Sullivan v. Benedict

Citation36 Neb. 409,54 N.W. 676
PartiesSULLIVAN v. BENEDICT.
Decision Date16 March 1893
CourtSupreme Court of Nebraska
OPINION TEXT STARTS HERE
Syllabus by the Court.

1. The law governing appeals from judgments before justices of the peace applies to appeals from the county court to the district court. The party desiring to appeal must file an appeal bond within 10 days from the rendition of the judgment, and within 30 days from the date of the judgment he must procure and file in the district court a certified transcript of the proceedings.

2. Where, in an action brought in the county court within the jurisdiction of a justice of the peace, the defendant enters his appearance, but absents himself on the day of trial, he is not entitled to have the judgment against him set aside, under the provisions of section 1001 of the Code, but may prosecute an appeal to the district court.

3. The record entry of a judgment rendered in the county court, as embodied in a duly authenticated transcript, imports absolute verity, and cannot be varied or contradicted by extrinsic evidence in the appellate court.

Error to district court, Holt county; Kinkaid, Judge.

Action by E. H. Benedict against Michael M. Sullivan. There was judgment for plaintiff, and defendant appealed to the district court. A motion to dismiss the appeal was sustained, and defendant brings error. Affirmed.H. M. Uttley, for plaintiff in error.

E. H. Benedict, in pro. per.

NORVAL, J.

This action originated in the county court of Holt county, and from a judgment in favor of the plaintiff, E. H. Benedict, the defendant, Sullivan, prosecuted an appeal to the district court, when, on motion of the plaintiff, the appeal was dismissed. The rulingof the district court is now assigned for error. The appeal was properly dismissed, for the reason the same was not taken within the time limited by statute. The judgment was rendered against the defendant by the county court on the 23d day of September, 1889, while the appeal undertaking was not given until the 3d day of November, 1890, and the transcript was not filed in the district court until nine days later. So that more than a year had elapsed after the rendition of the judgment before any steps were taken to obtain a review of the case by appeal. The law governing appeals from judgments before justices of the peace regulates appeals from judgments of the county courts. The appeal undertaking must be given within 10 days from the rendition of the judgment, and the appellant must procure and file his transcript of the proceeding in the district court within 30 days after the entry of the judgment. The plain requirements of the statute not having been complied with, the district court did not err in sustaining the appellee's motion to dismiss the appeal.

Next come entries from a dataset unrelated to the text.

use m3u8_relay::{
    config::Config,
    error::Result,
    hls::{self, PlaylistRewriter, RewriteProgress},
    metrics,
    resolve::{DirectHttpExecutor, parse_header_block},
    server::EphemeralPlaylistServer,
};
use std::sync::Arc;
use tokio::{io::AsyncReadExt, sync::mpsc};
use tokio_util::sync::CancellationToken;
use tracing::{error, info, warn};
use tracing_subscriber::EnvFilter;

#[tokio::main]
async fn main() {
    tracing_subscriber::fmt()
        .with_env_filter(EnvFilter::try_from_default_env().unwrap_or_else(|_| EnvFilter::new("info")))
        .init();

    info!("Starting m3u8-relay");

    let config = match Config::from_env() {
        Ok(c) => c,
        Err(e) => {
            error!("Failed to load config: {}", e);
            std::process::exit(1);
        }
    };

    if let Err(e) = run(config).await {
        error!("Relay failed: {}", e);
        std::process::exit(1);
    }
}

async fn read_payload(config: &Config) -> Result<String> {
    match &config.payload_file {
        Some(path) => {
            info!("Reading payload from {}", path.display());
            Ok(tokio::fs::read_to_string(path).await?)
        }
        None => {
            info!("Reading payload from stdin");
            let mut payload = String::new();
            tokio::io::stdin().read_to_string(&mut payload).await?;
            Ok(payload)
        }
    }
}

async fn run(config: Config) -> Result<()> {
    if let Some(port) = config.metrics_port {
        metrics::install_exporter(port)?;
    }

    let payload = read_payload(&config).await?;
    let playlist = hls::decrypt_playlist(&payload, config.decrypt_key.as_deref())?;
    info!("Decrypted playlist ({} bytes)", playlist.content.len());

    let mut executor = DirectHttpExecutor::new()?;
    if let Some(block) = &config.headers {
        executor = executor.with_headers(parse_header_block(block));
    }

    let cancel = CancellationToken::new();
    let interrupt = cancel.clone();
    tokio::spawn(async move {
        if tokio::signal::ctrl_c().await.is_ok() {
            warn!("Interrupt received, shutting down");
            interrupt.cancel();
        }
    });

    let (progress_tx, mut progress_rx) = mpsc::unbounded_channel::<RewriteProgress>();
    let reporter = tokio::spawn(async move {
        while let Some(progress) = progress_rx.recv().await {
            info!(
                "Resolved {}/{} ({:.0}%, {} failed)",
                progress.processed,
                progress.total,
                progress.fraction() * 100.0,
                progress.failed
            );
        }
    });

    let rewriter = PlaylistRewriter::new(Arc::new(executor))
        .with_options(config.rewrite_options())
        .with_progress(progress_tx);
    let rewritten = rewriter.rewrite(&playlist.content, &cancel).await;
    drop(rewriter);
    if let Err(e) = reporter.await {
        warn!("Progress reporter failed: {}", e);
    }

    if cancel.is_cancelled() {
        info!("Cancelled before serving");
        return Ok(());
    }

    let mut server = EphemeralPlaylistServer::new();
    server.start(rewritten, config.port).await?;
    if let Some(url) = server.playlist_url() {
        info!("Playlist ready at {}", url);
    }

    cancel.cancelled().await;
    server.stop().await;
    Ok(())
}
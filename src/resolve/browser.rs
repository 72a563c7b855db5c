use super::{RequestExecutor, ResolveError, Resolved, check_response, direct::default_headers};
use async_trait::async_trait;
use reqwest::header::HeaderMap;
use std::time::Duration;
use tracing::debug;

/// Request mode used for an in-page fetch
#[derive(Debug, Clone, Copy, PartialEq, Eq)]
pub enum FetchMode {
    /// Regular CORS fetch carrying the spoofed headers
    Cors,
    /// Opaque fetch without custom headers; status and URL may be hidden
    NoCors,
}

/// Response observed by a browser-side fetch
#[derive(Debug, Clone, PartialEq, Eq)]
pub struct BrowserResponse {
    /// URL after redirects, empty for opaque responses
    pub final_url: String,
    /// HTTP status, 0 for opaque responses
    pub status: u16,
    pub redirected: bool,
}

/// A live, cookie-bearing browser page able to run `fetch`.
///
/// The relay never launches or tears down the browser; the caller hands over
/// a ready context.
#[async_trait]
pub trait BrowserContext: Send + Sync {
    async fn fetch(
        &self,
        url: &str,
        mode: FetchMode,
        headers: &HeaderMap,
        timeout: Duration,
    ) -> Result<BrowserResponse, String>;
}

/// Resolves URLs from inside a browser context
pub struct BrowserRequestExecutor<C> {
    context: C,
    headers: HeaderMap,
}

impl<C: BrowserContext> BrowserRequestExecutor<C> {
    pub fn new(context: C) -> Self {
        Self {
            context,
            headers: default_headers(),
        }
    }

    pub fn with_headers(mut self, overrides: HeaderMap) -> Self {
        for (name, value) in &overrides {
            self.headers.insert(name.clone(), value.clone());
        }
        self
    }
}

#[async_trait]
impl<C: BrowserContext> RequestExecutor for BrowserRequestExecutor<C> {
    async fn resolve(&self, url: &str, timeout: Duration) -> Result<Resolved, ResolveError> {
        let response = match self
            .context
            .fetch(url, FetchMode::Cors, &self.headers, timeout)
            .await
        {
            Ok(response) => response,
            Err(cors_error) => {
                debug!("CORS fetch of {} failed ({}), trying no-cors", url, cors_error);
                self.context
                    .fetch(url, FetchMode::NoCors, &HeaderMap::new(), timeout)
                    .await
                    .map_err(ResolveError::Transport)?
            }
        };

        if response.status == 0 {
            return Err(ResolveError::MissingFinalUrl);
        }

        check_response(response.status, &response.final_url)
    }
}
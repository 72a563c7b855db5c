use super::{RequestExecutor, ResolveError, Resolved};
use async_trait::async_trait;
use std::{collections::HashMap, sync::Arc, time::Duration};
use url::Url;

/// Picks an executor per target host, falling back to a default
#[derive(Clone)]
pub struct RoutingExecutor {
    default: Arc<dyn RequestExecutor>,
    by_host: HashMap<String, Arc<dyn RequestExecutor>>,
}

impl RoutingExecutor {
    pub fn new(default: Arc<dyn RequestExecutor>) -> Self {
        Self {
            default,
            by_host: HashMap::new(),
        }
    }

    /// Route URLs whose host equals `host` (case-insensitive) to `executor`.
    pub fn route(mut self, host: &str, executor: Arc<dyn RequestExecutor>) -> Self {
        self.by_host.insert(host.to_ascii_lowercase(), executor);
        self
    }

    fn select(&self, url: &str) -> &Arc<dyn RequestExecutor> {
        Url::parse(url)
            .ok()
            .and_then(|parsed| parsed.host_str().map(str::to_ascii_lowercase))
            .and_then(|host| self.by_host.get(&host))
            .unwrap_or(&self.default)
    }
}

#[async_trait]
impl RequestExecutor for RoutingExecutor {
    async fn resolve(&self, url: &str, timeout: Duration) -> Result<Resolved, ResolveError> {
        self.select(url).resolve(url, timeout).await
    }
}
//! Prometheus counters.
//!
//! Recording is a no-op until the binary installs an exporter.

use crate::error::{RelayError, Result};
use metrics::counter;
use metrics_exporter_prometheus::PrometheusBuilder;
use std::net::{Ipv4Addr, SocketAddr};
use tracing::info;

/// Count one finished resolution (`resolved` or `unresolved`).
pub fn record_resolution(success: bool) {
    let outcome = if success { "resolved" } else { "unresolved" };
    counter!("relay_resolutions_total", "outcome" => outcome).increment(1);
}

/// Count one retry, labelled `throttled` or `error`.
pub fn record_retry(reason: &'static str) {
    counter!("relay_resolution_retries_total", "reason" => reason).increment(1);
}

/// Count one playlist server response.
pub fn record_request(status: u16) {
    counter!("relay_playlist_requests_total", "status" => status.to_string()).increment(1);
}

/// Install the Prometheus exporter on `127.0.0.1:<port>`.
///
/// Must be called from within a Tokio runtime.
pub fn install_exporter(port: u16) -> Result<()> {
    let addr = SocketAddr::from((Ipv4Addr::LOCALHOST, port));
    PrometheusBuilder::new()
        .with_http_listener(addr)
        .install()
        .map_err(|e| RelayError::Config(format!("failed to install metrics exporter: {e}")))?;

    info!("Metrics exporter listening on http://{}/metrics", addr);
    Ok(())
}
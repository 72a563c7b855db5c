use std::sync::Arc;

/// State shared by the playlist handlers
#[derive(Clone, Debug)]
pub struct PlaylistState {
    /// Playlist body served verbatim
    pub content: Arc<str>,
}

impl PlaylistState {
    pub fn new(content: impl Into<String>) -> Self {
        Self {
            content: Arc::from(content.into()),
        }
    }
}
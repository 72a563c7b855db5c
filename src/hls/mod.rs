pub mod parser;
pub mod playlist;
pub mod rewriter;

pub use playlist::{DecryptedPlaylist, PLAYLIST_MIME_TYPE, PlaylistLine, build_playlist, decrypt_playlist};
pub use rewriter::{IndirectionPattern, PlaylistRewriter, RewriteOptions, RewriteProgress};
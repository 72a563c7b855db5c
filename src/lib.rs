//! Decrypt an encrypted HLS playlist payload, resolve its indirection segment
//! URLs to their final CDN locations, and serve the result to a local
//! downloader over loopback HTTP.

pub mod cipher;
pub mod config;
pub mod error;
pub mod hls;
pub mod metrics;
pub mod resolve;
pub mod server;
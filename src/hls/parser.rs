use m3u8_rs::{Playlist, parse_playlist_res};
use std::fmt;
use tracing::debug;

/// What a playlist contains, for logging
#[derive(Debug, Clone, Copy, PartialEq, Eq)]
pub enum PlaylistSummary {
    Master { variants: usize },
    Media { segments: usize, ended: bool },
}

impl fmt::Display for PlaylistSummary {
    fn fmt(&self, f: &mut fmt::Formatter<'_>) -> fmt::Result {
        match self {
            PlaylistSummary::Master { variants } => {
                write!(f, "master playlist with {} variants", variants)
            }
            PlaylistSummary::Media { segments, ended } => write!(
                f,
                "media playlist with {} segments{}",
                segments,
                if *ended { " (VOD)" } else { "" }
            ),
        }
    }
}

/// Parse HLS playlist content and summarize it.
///
/// Best effort: the relay treats playlists as text, so a parse failure is
/// only logged and never rejects the content.
pub fn inspect(content: &str) -> Option<PlaylistSummary> {
    match parse_playlist_res(content.as_bytes()) {
        Ok(Playlist::MasterPlaylist(master)) => Some(PlaylistSummary::Master {
            variants: master.variants.len(),
        }),
        Ok(Playlist::MediaPlaylist(media)) => Some(PlaylistSummary::Media {
            segments: media.segments.len(),
            ended: media.end_list,
        }),
        Err(e) => {
            debug!("Playlist is not parseable as HLS: {:?}", e);
            None
        }
    }
}
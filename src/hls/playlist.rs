use crate::{
    cipher,
    error::{RelayError, Result},
    hls::parser,
};
use base64::{Engine, engine::general_purpose::STANDARD};
use tracing::{debug, info};

/// MIME type used for every served playlist.
pub const PLAYLIST_MIME_TYPE: &str = "application/vnd.apple.mpegurl";

const BYTERANGE_TAG: &str = "#EXT-X-BYTERANGE:";

/// Decrypted, normalized playlist ready to be rewritten or served
#[derive(Debug, Clone, PartialEq, Eq)]
pub struct DecryptedPlaylist {
    /// Playlist text with CRLF line endings and no `#EXT-X-BYTERANGE` lines
    pub content: String,
    pub mime_type: &'static str,
    /// Base64 of `content`, suitable for a data URI
    pub base64_content: String,
}

impl DecryptedPlaylist {
    fn new(content: String) -> Self {
        let base64_content = STANDARD.encode(content.as_bytes());
        Self {
            content,
            mime_type: PLAYLIST_MIME_TYPE,
            base64_content,
        }
    }

    /// `data:` URI embedding the playlist
    pub fn to_data_url(&self) -> String {
        format!("data:{};base64,{}", self.mime_type, self.base64_content)
    }
}

/// Classification of a single playlist line
#[derive(Debug, Clone, Copy, PartialEq, Eq)]
pub enum PlaylistLine<'a> {
    /// `#EXT...` tag or `#` comment
    Directive(&'a str),
    /// Segment or playlist URI (trimmed)
    Uri(&'a str),
    Blank,
}

impl<'a> PlaylistLine<'a> {
    pub fn classify(line: &'a str) -> Self {
        let trimmed = line.trim();
        if trimmed.is_empty() {
            PlaylistLine::Blank
        } else if trimmed.starts_with('#') {
            PlaylistLine::Directive(trimmed)
        } else {
            PlaylistLine::Uri(trimmed)
        }
    }
}

/// Decrypt `payload` and assemble a [`DecryptedPlaylist`].
///
/// # Errors
///
/// Propagates [`RelayError::Decryption`] and returns
/// [`RelayError::EmptyContent`] when decryption yields no text.
pub fn decrypt_playlist(payload: &str, key: Option<&str>) -> Result<DecryptedPlaylist> {
    let text = cipher::decrypt(payload, key)?;
    build_playlist(&text)
}

/// Strip `#EXT-X-BYTERANGE` lines and normalize line endings to CRLF.
pub fn build_playlist(decrypted: &str) -> Result<DecryptedPlaylist> {
    if decrypted.is_empty() {
        return Err(RelayError::EmptyContent);
    }

    let mut stripped = 0usize;
    let kept: Vec<&str> = decrypted
        .split('\n')
        .filter(|line| {
            let is_byterange = line.trim_start().starts_with(BYTERANGE_TAG);
            if is_byterange {
                stripped += 1;
            }
            !is_byterange
        })
        .collect();

    if stripped > 0 {
        debug!("Removed {} EXT-X-BYTERANGE lines", stripped);
    }

    let content = cipher::normalize_crlf(&kept.join("\n"));

    if let Some(summary) = parser::inspect(&content) {
        info!("Decrypted {}", summary);
    }

    Ok(DecryptedPlaylist::new(content))
}

#[cfg(test)]
mod tests {
    use super::*;

    #[test]
    fn byterange_lines_are_removed() {
        let text = "#EXTM3U\r\n#EXTINF:4.0,\r\n#EXT-X-BYTERANGE:1000@0\r\nseg.ts\r\n#EXT-X-BYTERANGE:500@1000\r\n";
        let playlist = build_playlist(text).unwrap();

        assert!(!playlist.content.contains("BYTERANGE"));
        assert_eq!(playlist.content, "#EXTM3U\r\n#EXTINF:4.0,\r\nseg.ts\r\n");
    }

    #[test]
    fn line_endings_are_crlf() {
        let playlist = build_playlist("#EXTM3U\nseg.ts\rother.ts").unwrap();
        assert_eq!(playlist.content, "#EXTM3U\r\nseg.ts\r\nother.ts");
    }

    #[test]
    fn empty_text_is_an_error() {
        assert!(matches!(build_playlist(""), Err(RelayError::EmptyContent)));
    }

    #[test]
    fn data_url_embeds_base64_content() {
        let playlist = build_playlist("#EXTM3U").unwrap();
        assert_eq!(playlist.mime_type, PLAYLIST_MIME_TYPE);
        assert_eq!(
            playlist.to_data_url(),
            format!("data:application/vnd.apple.mpegurl;base64,{}", STANDARD.encode("#EXTM3U"))
        );
    }

    #[test]
    fn classify_lines() {
        assert_eq!(PlaylistLine::classify("  "), PlaylistLine::Blank);
        assert_eq!(
            PlaylistLine::classify("#EXTINF:10,\r"),
            PlaylistLine::Directive("#EXTINF:10,")
        );
        assert_eq!(
            PlaylistLine::classify(" https://cdn.example.com/a.ts\r"),
            PlaylistLine::Uri("https://cdn.example.com/a.ts")
        );
    }
}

Plaintiff in error claims that the judgment was rendered in the county court by default, and having applied to have it set aside under section 1001 of the Code, and the application having been denied, he was entitled to an appeal, and that the time for taking and perfecting it did not begin to run until his motion to have the judgment opened up was overruled. The cases of Clendenning v. Crawford, 7 Neb. 474; Gudtner v. Kilpatrick, 14 Neb. 353, 15 N. W. Rep. 708; and Adams v. Thompson, 18 Neb. 543, 26 N. W. Rep. 316,--are cited to sustain the proposition contended for. These decisions are to the effect that an appeal does not lie from a judgment rendered by default until after the defendant against whom the same is entered has applied to have the...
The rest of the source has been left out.